__Work request__
Restate the entries word for word, omitting nothing.
Extracted records below:
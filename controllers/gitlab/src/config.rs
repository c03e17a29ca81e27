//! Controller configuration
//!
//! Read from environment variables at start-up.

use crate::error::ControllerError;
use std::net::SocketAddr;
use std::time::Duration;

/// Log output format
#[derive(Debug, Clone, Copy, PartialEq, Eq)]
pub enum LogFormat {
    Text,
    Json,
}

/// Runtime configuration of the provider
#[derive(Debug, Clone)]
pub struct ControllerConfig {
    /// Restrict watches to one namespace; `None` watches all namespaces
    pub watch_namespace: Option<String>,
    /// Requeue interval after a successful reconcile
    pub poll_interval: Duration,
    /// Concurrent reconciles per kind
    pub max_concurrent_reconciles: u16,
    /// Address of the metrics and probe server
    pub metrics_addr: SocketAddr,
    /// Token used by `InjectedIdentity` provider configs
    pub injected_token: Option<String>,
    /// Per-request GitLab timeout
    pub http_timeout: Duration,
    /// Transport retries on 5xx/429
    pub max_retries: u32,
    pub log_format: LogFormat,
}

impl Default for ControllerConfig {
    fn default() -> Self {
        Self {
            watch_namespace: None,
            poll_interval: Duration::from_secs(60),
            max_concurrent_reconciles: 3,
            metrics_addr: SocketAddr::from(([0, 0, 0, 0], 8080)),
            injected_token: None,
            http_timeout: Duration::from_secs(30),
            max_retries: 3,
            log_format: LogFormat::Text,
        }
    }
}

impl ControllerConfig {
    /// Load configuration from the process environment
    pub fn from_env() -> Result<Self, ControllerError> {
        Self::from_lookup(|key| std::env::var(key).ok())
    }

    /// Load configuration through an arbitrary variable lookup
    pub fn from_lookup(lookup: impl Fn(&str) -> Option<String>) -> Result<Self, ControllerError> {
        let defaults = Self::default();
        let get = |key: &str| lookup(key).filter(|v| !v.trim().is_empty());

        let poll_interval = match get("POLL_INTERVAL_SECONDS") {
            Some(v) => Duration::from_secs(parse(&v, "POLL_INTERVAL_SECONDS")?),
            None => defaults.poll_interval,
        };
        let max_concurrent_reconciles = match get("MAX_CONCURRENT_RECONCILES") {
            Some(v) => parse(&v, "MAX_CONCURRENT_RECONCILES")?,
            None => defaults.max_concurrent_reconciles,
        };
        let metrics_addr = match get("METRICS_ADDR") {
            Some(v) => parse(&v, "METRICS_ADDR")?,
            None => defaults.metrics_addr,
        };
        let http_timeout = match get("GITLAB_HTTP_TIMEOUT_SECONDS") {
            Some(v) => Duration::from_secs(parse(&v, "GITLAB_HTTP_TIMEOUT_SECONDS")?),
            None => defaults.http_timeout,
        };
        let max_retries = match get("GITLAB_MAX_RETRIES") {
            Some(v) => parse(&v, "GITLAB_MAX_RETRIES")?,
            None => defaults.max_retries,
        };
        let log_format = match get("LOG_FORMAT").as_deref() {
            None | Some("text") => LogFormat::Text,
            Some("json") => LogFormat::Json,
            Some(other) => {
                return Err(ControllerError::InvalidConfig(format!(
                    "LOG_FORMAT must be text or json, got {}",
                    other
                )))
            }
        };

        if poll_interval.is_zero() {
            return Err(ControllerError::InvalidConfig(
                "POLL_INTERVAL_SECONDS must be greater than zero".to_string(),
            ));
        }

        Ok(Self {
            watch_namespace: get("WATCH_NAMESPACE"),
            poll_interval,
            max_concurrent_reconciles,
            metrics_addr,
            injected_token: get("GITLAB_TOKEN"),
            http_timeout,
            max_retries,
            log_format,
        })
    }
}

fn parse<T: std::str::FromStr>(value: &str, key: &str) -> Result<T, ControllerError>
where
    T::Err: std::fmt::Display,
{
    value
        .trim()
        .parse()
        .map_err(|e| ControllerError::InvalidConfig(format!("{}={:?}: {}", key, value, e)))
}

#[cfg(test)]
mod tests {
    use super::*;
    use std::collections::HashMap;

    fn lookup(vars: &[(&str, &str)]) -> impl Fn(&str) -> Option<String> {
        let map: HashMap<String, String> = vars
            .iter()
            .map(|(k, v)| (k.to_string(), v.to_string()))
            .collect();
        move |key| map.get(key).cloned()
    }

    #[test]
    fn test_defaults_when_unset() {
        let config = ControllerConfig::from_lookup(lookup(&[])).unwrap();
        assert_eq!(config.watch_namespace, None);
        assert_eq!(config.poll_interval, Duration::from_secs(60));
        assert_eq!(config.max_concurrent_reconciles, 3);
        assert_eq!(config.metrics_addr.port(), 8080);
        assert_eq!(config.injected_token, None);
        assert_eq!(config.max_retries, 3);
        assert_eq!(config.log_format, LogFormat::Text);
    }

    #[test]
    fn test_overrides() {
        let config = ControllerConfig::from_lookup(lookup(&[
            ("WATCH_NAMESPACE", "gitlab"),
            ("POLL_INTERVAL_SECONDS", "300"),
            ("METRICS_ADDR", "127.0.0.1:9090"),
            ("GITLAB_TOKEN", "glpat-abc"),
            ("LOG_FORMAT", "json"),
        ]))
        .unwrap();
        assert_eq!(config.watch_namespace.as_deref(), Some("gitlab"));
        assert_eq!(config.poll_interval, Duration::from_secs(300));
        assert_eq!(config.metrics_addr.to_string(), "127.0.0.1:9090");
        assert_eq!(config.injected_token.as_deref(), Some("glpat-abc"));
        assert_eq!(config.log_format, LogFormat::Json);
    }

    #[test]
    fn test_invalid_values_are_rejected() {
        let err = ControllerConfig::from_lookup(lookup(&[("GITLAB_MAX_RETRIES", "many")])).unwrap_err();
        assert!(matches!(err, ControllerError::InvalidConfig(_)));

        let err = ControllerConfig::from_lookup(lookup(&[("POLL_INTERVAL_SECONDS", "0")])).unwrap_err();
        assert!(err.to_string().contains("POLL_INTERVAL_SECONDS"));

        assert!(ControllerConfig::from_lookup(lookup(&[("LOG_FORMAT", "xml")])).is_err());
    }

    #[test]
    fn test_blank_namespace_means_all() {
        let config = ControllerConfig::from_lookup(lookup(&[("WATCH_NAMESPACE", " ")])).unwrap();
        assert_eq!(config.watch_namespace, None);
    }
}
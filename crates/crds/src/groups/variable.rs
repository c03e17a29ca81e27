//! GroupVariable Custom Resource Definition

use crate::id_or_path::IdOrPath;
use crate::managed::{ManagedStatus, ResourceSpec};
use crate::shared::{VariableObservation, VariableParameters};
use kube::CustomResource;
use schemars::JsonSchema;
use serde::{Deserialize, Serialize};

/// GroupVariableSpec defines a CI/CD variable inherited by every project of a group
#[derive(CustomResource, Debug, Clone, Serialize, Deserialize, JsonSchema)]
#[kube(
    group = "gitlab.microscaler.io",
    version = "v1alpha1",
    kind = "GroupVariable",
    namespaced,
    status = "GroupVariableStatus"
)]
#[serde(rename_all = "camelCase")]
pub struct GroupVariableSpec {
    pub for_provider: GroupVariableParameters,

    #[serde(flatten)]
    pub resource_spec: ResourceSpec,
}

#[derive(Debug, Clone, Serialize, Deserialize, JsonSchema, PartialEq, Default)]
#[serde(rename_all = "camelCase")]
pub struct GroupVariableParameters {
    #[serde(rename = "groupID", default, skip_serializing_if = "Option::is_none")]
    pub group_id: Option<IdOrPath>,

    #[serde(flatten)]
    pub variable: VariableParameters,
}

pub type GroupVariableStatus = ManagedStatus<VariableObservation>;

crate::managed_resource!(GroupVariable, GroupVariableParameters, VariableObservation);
End of Extracted records.
__Your response__
filename controllers/gitlab/src/config.rs
repository c03e17a29ca81e27
//! Controller configuration
//!
//! Read from environment variables at start-up.

use crate::error::ControllerError;
use std::net::SocketAddr;
use std::time::Duration;

/// Log output format
#[derive(Debug, Clone, Copy, PartialEq, Eq)]
pub enum LogFormat {
    Text,
    Json,
}

/// Runtime configuration of the provider
#[derive(Debug, Clone)]
pub struct ControllerConfig {
    /// Restrict watches to one namespace; `None` watches all namespaces
    pub watch_namespace: Option<String>,
    /// Requeue interval after a successful reconcile
    pub poll_interval: Duration,
    /// Concurrent reconciles per kind
    pub max_concurrent_reconciles: u16,
    /// Address of the metrics and probe server
    pub metrics_addr: SocketAddr,
    /// Token used by `InjectedIdentity` provider configs
    pub injected_token: Option<String>,
    /// Per-request GitLab timeout
    pub http_timeout: Duration,
    /// Transport retries on 5xx/429
    pub max_retries: u32,
    pub log_format: LogFormat,
}

impl Default for ControllerConfig {
    fn default() -> Self {
        Self {
            watch_namespace: None,
            poll_interval: Duration::from_secs(60),
            max_concurrent_reconciles: 3,
            metrics_addr: SocketAddr::from(([0, 0, 0, 0], 8080)),
            injected_token: None,
            http_timeout: Duration::from_secs(30),
            max_retries: 3,
            log_format: LogFormat::Text,
        }
    }
}

impl ControllerConfig {
    /// Load configuration from the process environment
    pub fn from_env() -> Result<Self, ControllerError> {
        Self::from_lookup(|key| std::env::var(key).ok())
    }

    /// Load configuration through an arbitrary variable lookup
    pub fn from_lookup(lookup: impl Fn(&str) -> Option<String>) -> Result<Self, ControllerError> {
        let defaults = Self::default();
        let get = |key: &str| lookup(key).filter(|v| !v.trim().is_empty());

        let poll_interval = match get("POLL_INTERVAL_SECONDS") {
            Some(v) => Duration::from_secs(parse(&v, "POLL_INTERVAL_SECONDS")?),
            None => defaults.poll_interval,
        };
        let max_concurrent_reconciles = match get("MAX_CONCURRENT_RECONCILES") {
            Some(v) => parse(&v, "MAX_CONCURRENT_RECONCILES")?,
            None => defaults.max_concurrent_reconciles,
        };
        let metrics_addr = match get("METRICS_ADDR") {
            Some(v) => parse(&v, "METRICS_ADDR")?,
            None => defaults.metrics_addr,
        };
        let http_timeout = match get("GITLAB_HTTP_TIMEOUT_SECONDS") {
            Some(v) => Duration::from_secs(parse(&v, "GITLAB_HTTP_TIMEOUT_SECONDS")?),
            None => defaults.http_timeout,
        };
        let max_retries = match get("GITLAB_MAX_RETRIES") {
            Some(v) => parse(&v, "GITLAB_MAX_RETRIES")?,
            None => defaults.max_retries,
        };
        let log_format = match get("LOG_FORMAT").as_deref() {
            None | Some("text") => LogFormat::Text,
            Some("json") => LogFormat::Json,
            Some(other) => {
                return Err(ControllerError::InvalidConfig(format!(
                    "LOG_FORMAT must be text or json, got {}",
                    other
                )))
            }
        };

        if poll_interval.is_zero() {
            return Err(ControllerError::InvalidConfig(
                "POLL_INTERVAL_SECONDS must be greater than zero".to_string(),
            ));
        }

        Ok(Self {
            watch_namespace: get("WATCH_NAMESPACE"),
            poll_interval,
            max_concurrent_reconciles,
            metrics_addr,
            injected_token: get("GITLAB_TOKEN"),
            http_timeout,
            max_retries,
            log_format,
        })
    }
}

fn parse<T: std::str::FromStr>(value: &str, key: &str) -> Result<T, ControllerError>
where
    T::Err: std::fmt::Display,
{
    value
        .trim()
        .parse()
        .map_err(|e| ControllerError::InvalidConfig(format!("{}={:?}: {}", key, value, e)))
}

#[cfg(test)]
mod tests {
    use super::*;
    use std::collections::HashMap;

    fn lookup(vars: &[(&str, &str)]) -> impl Fn(&str) -> Option<String> {
        let map: HashMap<String, String> = vars
            .iter()
            .map(|(k, v)| (k.to_string(), v.to_string()))
            .collect();
        move |key| map.get(key).cloned()
    }

    #[test]
    fn test_defaults_when_unset() {
        let config = ControllerConfig::from_lookup(lookup(&[])).unwrap();
        assert_eq!(config.watch_namespace, None);
        assert_eq!(config.poll_interval, Duration::from_secs(60));
        assert_eq!(config.max_concurrent_reconciles, 3);
        assert_eq!(config.metrics_addr.port(), 8080);
        assert_eq!(config.injected_token, None);
        assert_eq!(config.max_retries, 3);
        assert_eq!(config.log_format, LogFormat::Text);
    }

    #[test]
    fn test_overrides() {
        let config = ControllerConfig::from_lookup(lookup(&[
            ("WATCH_NAMESPACE", "gitlab"),
            ("POLL_INTERVAL_SECONDS", "300"),
            ("METRICS_ADDR", "127.0.0.1:9090"),
            ("GITLAB_TOKEN", "glpat-abc"),
            ("LOG_FORMAT", "json"),
        ]))
        .unwrap();
        assert_eq!(config.watch_namespace.as_deref(), Some("gitlab"));
        assert_eq!(config.poll_interval, Duration::from_secs(300));
        assert_eq!(config.metrics_addr.to_string(), "127.0.0.1:9090");
        assert_eq!(config.injected_token.as_deref(), Some("glpat-abc"));
        assert_eq!(config.log_format, LogFormat::Json);
    }

    #[test]
    fn test_invalid_values_are_rejected() {
        let err = ControllerConfig::from_lookup(lookup(&[("GITLAB_MAX_RETRIES", "many")])).unwrap_err();
        assert!(matches!(err, ControllerError::InvalidConfig(_)));

        let err = ControllerConfig::from_lookup(lookup(&[("POLL_INTERVAL_SECONDS", "0")])).unwrap_err();
        assert!(err.to_string().contains("POLL_INTERVAL_SECONDS"));

        assert!(ControllerConfig::from_lookup(lookup(&[("LOG_FORMAT", "xml")])).is_err());
    }

    #[test]
    fn test_blank_namespace_means_all() {
        let config = ControllerConfig::from_lookup(lookup(&[("WATCH_NAMESPACE", " ")])).unwrap();
        assert_eq!(config.watch_namespace, None);
    }
}
filename crates/crds/src/groups/variable.rs
repository c03e17a29ca81e27
//! GroupVariable Custom Resource Definition

use crate::id_or_path::IdOrPath;
use crate::managed::{ManagedStatus, ResourceSpec};
use crate::shared::{VariableObservation, VariableParameters};
use kube::CustomResource;
use schemars::JsonSchema;
use serde::{Deserialize, Serialize};

/// GroupVariableSpec defines a CI/CD variable inherited by every project of a group
#[derive(CustomResource, Debug, Clone, Serialize, Deserialize, JsonSchema)]
#[kube(
    group = "gitlab.microscaler.io",
    version = "v1alpha1",
    kind = "GroupVariable",
    namespaced,
    status = "GroupVariableStatus"
)]
#[serde(rename_all = "camelCase")]
pub struct GroupVariableSpec {
    pub for_provider: GroupVariableParameters,

    #[serde(flatten)]
    pub resource_spec: ResourceSpec,
}

#[derive(Debug, Clone, Serialize, Deserialize, JsonSchema, PartialEq, Default)]
#[serde(rename_all = "camelCase")]
pub struct GroupVariableParameters {
    #[serde(rename = "groupID", default, skip_serializing_if = "Option::is_none")]
    pub group_id: Option<IdOrPath>,

    #[serde(flatten)]
    pub variable: VariableParameters,
}

pub type GroupVariableStatus = ManagedStatus<VariableObservation>;

crate::managed_resource!(GroupVariable, GroupVariableParameters, VariableObservation);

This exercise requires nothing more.